Establish a Licensing Governance Process
Assign a specific person or team as the owner of Microsoft licensing compliance. This role should:
- Monitor Product Terms updates monthly
- Maintain an accurate software asset inventory
- Approve all new Microsoft product deployments
- Coordinate with procurement on license orders and true-ups
- Serve as the point of contact for any audit activity
Use Automation Tools
Manual tracking of Microsoft licenses across complex environments is error-prone and time-consuming. Invest in:
- Software asset management platforms that automatically discover Microsoft deployments
- License optimization tools that identify savings opportunities
- Compliance dashboards that compare entitlements against actual usage
- Alerting systems that flag potential compliance gaps before audits
Align Licensing With Legal Compliance
Your Microsoft licensing compliance program should work in tandem with your broader legal compliance efforts. For organizations subject to the GDPR, CCPA, or other data protection regulations, ensure that your Microsoft deployment configuration aligns with the data processing commitments in the DPA.
TermsBox helps organizations manage their website compliance obligations alongside software licensing. Its automated compliance scanner can identify privacy policy gaps and cookie consent issues that may arise from Microsoft services embedded in your website.
Review Contracts Holistically
The Microsoft Product Terms do not exist in isolation. They interact with:
- Your specific volume licensing agreement (EA, MCA, CSP enrollment)
- Any amendments or special terms negotiated with Microsoft
- The Data Protection Addendum
- Online Services-specific SLAs
- Work orders and statements of work with Microsoft partners
Reviewing these documents together provides a complete picture of your rights and obligations. If your organization uses a terms of service generator for your own customer agreements, ensure those terms do not make promises about Microsoft products that exceed what the Product Terms permit. Likewise, if you license your own software to end users, you can create an end user license agreement that sets those terms independently of Microsoft's.

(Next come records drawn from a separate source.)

// --- File: crates/eventpay_common/src/lib.rs ---

pub mod error; // Error handling
pub mod http; // HTTP utilities
pub mod logging; // Logging utilities
pub mod models; // Wire models shared by backend and client
#[cfg(test)]
mod models_proptest;
pub mod services; // Service abstractions

pub use error::{
    config_error, conflict, external_service_error, internal_error, not_found, validation_error,
    Context, EventPayError, HttpStatusCode,
};

pub use http::{
    client::{create_client, HTTP_CLIENT},
    map_json_error, IntoHttpResponse,
};

pub use models::{
    Amount, AmountError, ClientSecretResponse, ExpenseDto, ExpenseRecord, PaymentRequest,
};
// --- File: crates/eventpay_stripe/src/doc.rs ---
#![cfg(feature = "openapi")]
use utoipa::OpenApi;

use crate::handlers::{__path_create_payment_handler, __path_stripe_webhook_handler};
use crate::logic::{StripeEvent, StripeEventData, StripePaymentIntentObject};
use eventpay_common::{Amount, ClientSecretResponse, PaymentRequest};

#[derive(OpenApi)]
#[openapi(
    paths(create_payment_handler, stripe_webhook_handler),
    components(schemas(
        Amount,
        PaymentRequest,
        ClientSecretResponse,
        StripeEvent,
        StripeEventData,
        StripePaymentIntentObject
    )),
    tags(
        (name = "Stripe", description = "Client secret issuance for event payments"),
        (name = "Stripe Webhooks", description = "Endpoint for receiving Stripe events")
    )
)]
pub struct StripeApiDoc;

Frequently Asked Questions
What are Microsoft Product Terms?
Microsoft Product Terms is the official document that defines the use rights, restrictions, and conditions for all Microsoft commercial volume licensing products. It is updated monthly and applies to Enterprise Agreements, CSP, SPLA, and other volume licensing programs.

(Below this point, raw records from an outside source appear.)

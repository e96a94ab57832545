// Wire models shared by the backend and the paying client.
//
// Amounts travel as decimal strings ("49.99") in every payload.

use chrono::{DateTime, Utc};
use rust_decimal::prelude::ToPrimitive;
use rust_decimal::Decimal;
use serde::{Deserialize, Serialize};
use std::fmt;
use std::str::FromStr;
use thiserror::Error;

/// Largest accepted amount in minor units (999 999.99).
pub const MAX_AMOUNT_MINOR: i64 = 99_999_999;

/// Why a textual amount was refused.
#[derive(Error, Debug, Clone, PartialEq, Eq)]
pub enum AmountError {
    #[error("amount is empty")]
    Empty,
    #[error("amount '{0}' is not a decimal number")]
    Malformed(String),
    #[error("amount '{0}' has more than two fractional digits")]
    TooManyFractionDigits(String),
    #[error("amount must be greater than zero")]
    NotPositive,
    #[error("amount exceeds the maximum of 999999.99")]
    TooLarge,
}

/// A positive currency value with at most two fractional digits.
///
/// Stored as minor units so arithmetic and comparisons stay exact.
#[derive(Debug, Clone, Copy, PartialEq, Eq, PartialOrd, Ord, Hash, Serialize, Deserialize)]
#[serde(try_from = "AmountRepr", into = "String")]
#[cfg_attr(
    feature = "openapi",
    derive(utoipa::ToSchema),
    schema(value_type = String, example = "49.99")
)]
pub struct Amount(i64);

impl Amount {
    /// Builds an amount from minor units (cents, grosze, ...).
    pub fn from_minor_units(minor: i64) -> Result<Self, AmountError> {
        if minor <= 0 {
            return Err(AmountError::NotPositive);
        }
        if minor > MAX_AMOUNT_MINOR {
            return Err(AmountError::TooLarge);
        }
        Ok(Self(minor))
    }

    pub fn minor_units(&self) -> i64 {
        self.0
    }

    pub fn as_decimal(&self) -> Decimal {
        Decimal::new(self.0, 2)
    }
}

impl FromStr for Amount {
    type Err = AmountError;

    fn from_str(s: &str) -> Result<Self, Self::Err> {
        let trimmed = s.trim();
        if trimmed.is_empty() {
            return Err(AmountError::Empty);
        }
        if trimmed.starts_with('-') {
            return Err(AmountError::NotPositive);
        }

        let (integral, fraction) = match trimmed.split_once('.') {
            Some((i, f)) => (i, Some(f)),
            None => (trimmed, None),
        };
        let all_digits = |part: &str| !part.is_empty() && part.bytes().all(|b| b.is_ascii_digit());
        if !all_digits(integral) {
            return Err(AmountError::Malformed(trimmed.to_string()));
        }
        if let Some(fraction) = fraction {
            if !all_digits(fraction) {
                return Err(AmountError::Malformed(trimmed.to_string()));
            }
            if fraction.len() > 2 {
                return Err(AmountError::TooManyFractionDigits(trimmed.to_string()));
            }
        }

        // Syntax is already checked, so a parse failure can only be an overflow.
        let value = Decimal::from_str(trimmed).map_err(|_| AmountError::TooLarge)?;
        let minor = value
            .checked_mul(Decimal::ONE_HUNDRED)
            .and_then(|cents| cents.to_i64())
            .ok_or(AmountError::TooLarge)?;
        Self::from_minor_units(minor)
    }
}

impl fmt::Display for Amount {
    fn fmt(&self, f: &mut fmt::Formatter<'_>) -> fmt::Result {
        write!(f, "{}", self.as_decimal())
    }
}

impl From<Amount> for String {
    fn from(amount: Amount) -> Self {
        amount.to_string()
    }
}

/// Accepts `"49.99"` as well as a bare JSON number `49.99`.
#[derive(Deserialize)]
#[serde(untagged)]
enum AmountRepr {
    Text(String),
    Number(serde_json::Number),
}

impl TryFrom<AmountRepr> for Amount {
    type Error = AmountError;

    fn try_from(repr: AmountRepr) -> Result<Self, Self::Error> {
        match repr {
            AmountRepr::Text(text) => text.parse(),
            AmountRepr::Number(number) => number.to_string().parse(),
        }
    }
}

/// Request from the client to the create-payment endpoint.
#[derive(Debug, Clone, PartialEq, Serialize, Deserialize)]
#[serde(rename_all = "camelCase")]
#[cfg_attr(feature = "openapi", derive(utoipa::ToSchema))]
pub struct PaymentRequest {
    #[cfg_attr(feature = "openapi", schema(example = 42))]
    pub event_id: i64,
    pub amount: Amount,
    #[serde(default, skip_serializing_if = "Option::is_none")]
    #[cfg_attr(feature = "openapi", schema(example = "Pizza for the team"))]
    pub description: Option<String>,
}

/// Answer of the create-payment endpoint.
///
/// Well-formed answers carry exactly one of the two fields.
#[derive(Debug, Clone, Default, PartialEq, Eq, Serialize, Deserialize)]
#[serde(rename_all = "camelCase")]
#[cfg_attr(feature = "openapi", derive(utoipa::ToSchema))]
pub struct ClientSecretResponse {
    #[serde(default, skip_serializing_if = "Option::is_none")]
    #[cfg_attr(feature = "openapi", schema(example = "pi_3Nabc_secret_xyz"))]
    pub client_secret: Option<String>,
    #[serde(default, skip_serializing_if = "Option::is_none")]
    pub error: Option<String>,
}

impl ClientSecretResponse {
    pub fn secret(client_secret: impl Into<String>) -> Self {
        Self {
            client_secret: Some(client_secret.into()),
            error: None,
        }
    }

    pub fn error(message: impl Into<String>) -> Self {
        Self {
            client_secret: None,
            error: Some(message.into()),
        }
    }
}

/// An expense to attribute to an event after its payment went through.
#[derive(Debug, Clone, PartialEq, Serialize, Deserialize)]
#[serde(rename_all = "camelCase")]
#[cfg_attr(feature = "openapi", derive(utoipa::ToSchema))]
pub struct ExpenseRecord {
    #[cfg_attr(feature = "openapi", schema(example = "Pizza for the team"))]
    pub description: String,
    pub amount: Amount,
    #[cfg_attr(feature = "openapi", schema(example = 42))]
    pub event_id: i64,
}

/// A stored expense as returned by the add-expense endpoint.
#[derive(Debug, Clone, PartialEq, Serialize, Deserialize)]
#[serde(rename_all = "camelCase")]
#[cfg_attr(feature = "openapi", derive(utoipa::ToSchema))]
pub struct ExpenseDto {
    pub id: i64,
    pub description: String,
    pub amount: Amount,
    pub event_id: i64,
    pub created_at: DateTime<Utc>,
}
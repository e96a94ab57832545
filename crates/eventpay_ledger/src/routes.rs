use crate::handlers::{add_expense_handler, list_expenses_handler, list_payments_handler, LedgerState};
use crate::repository::LedgerRepository;
use axum::{
    routing::{get, post},
    Router,
};
use std::sync::Arc;

/// Creates a router containing all routes for the ledger feature.
pub fn routes(ledger: Arc<dyn LedgerRepository>) -> Router {
    let state = Arc::new(LedgerState { ledger });

    Router::new()
        .route("/expenses", post(add_expense_handler))
        .route("/events/{event_id}/expenses", get(list_expenses_handler))
        .route("/events/{event_id}/payments", get(list_payments_handler))
        .with_state(state)
}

How often are Microsoft Product Terms updated?
Microsoft updates the Product Terms document on the first of each month. Changes can include new product additions, revised use rights, updated data processing terms, and modified licensing metrics. Organizations should review updates quarterly at minimum.

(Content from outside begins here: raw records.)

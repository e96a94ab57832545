use chrono::{DateTime, Utc};
use eventpay_common::Amount;
use serde::{Deserialize, Serialize};

/// An event whose participants share expenses.
#[derive(Debug, Clone, PartialEq, Eq, Serialize, Deserialize)]
#[cfg_attr(feature = "openapi", derive(utoipa::ToSchema))]
pub struct LedgerEvent {
    pub id: i64,
    pub name: String,
    /// Closed events accept neither new payments nor new expenses.
    pub closed: bool,
}

/// Processor-side state of a payment intent, as last reported.
#[derive(Debug, Clone, Copy, PartialEq, Eq, Serialize, Deserialize)]
#[serde(rename_all = "snake_case")]
#[cfg_attr(feature = "openapi", derive(utoipa::ToSchema))]
pub enum PaymentStatus {
    Pending,
    Succeeded,
    Failed,
    Canceled,
}

/// A payment intent issued for an event.
#[derive(Debug, Clone, PartialEq, Serialize, Deserialize)]
#[serde(rename_all = "camelCase")]
#[cfg_attr(feature = "openapi", derive(utoipa::ToSchema))]
pub struct PaymentRecord {
    pub payment_intent_id: String,
    pub event_id: i64,
    pub amount: Amount,
    pub status: PaymentStatus,
    pub updated_at: DateTime<Utc>,
}

impl PaymentRecord {
    pub fn pending(payment_intent_id: impl Into<String>, event_id: i64, amount: Amount) -> Self {
        Self {
            payment_intent_id: payment_intent_id.into(),
            event_id,
            amount,
            status: PaymentStatus::Pending,
            updated_at: Utc::now(),
        }
    }
}
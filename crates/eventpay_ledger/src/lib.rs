// --- File: crates/eventpay_ledger/src/lib.rs ---

pub mod doc;
pub mod error;
pub mod handlers;
pub mod memory;
pub mod models;
pub mod repository;
pub mod routes;

pub use error::LedgerError;
pub use memory::InMemoryLedger;
pub use models::{LedgerEvent, PaymentRecord, PaymentStatus};
pub use repository::LedgerRepository;
pub use routes::routes;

Are Microsoft Product Terms the same as an EULA?
No. An EULA (End User License Agreement) applies to retail and individual software purchases, while the Product Terms apply specifically to commercial volume licensing programs. The Product Terms are more detailed, cover a wider range of products, and are updated more frequently than a standard EULA.
What happens if you violate Microsoft Product Terms?
Violations can result in license compliance audits, back-dated licensing fees, financial penalties, agreement termination, and in severe cases, intellectual property infringement claims. Microsoft has the contractual right to audit any volume licensing customer.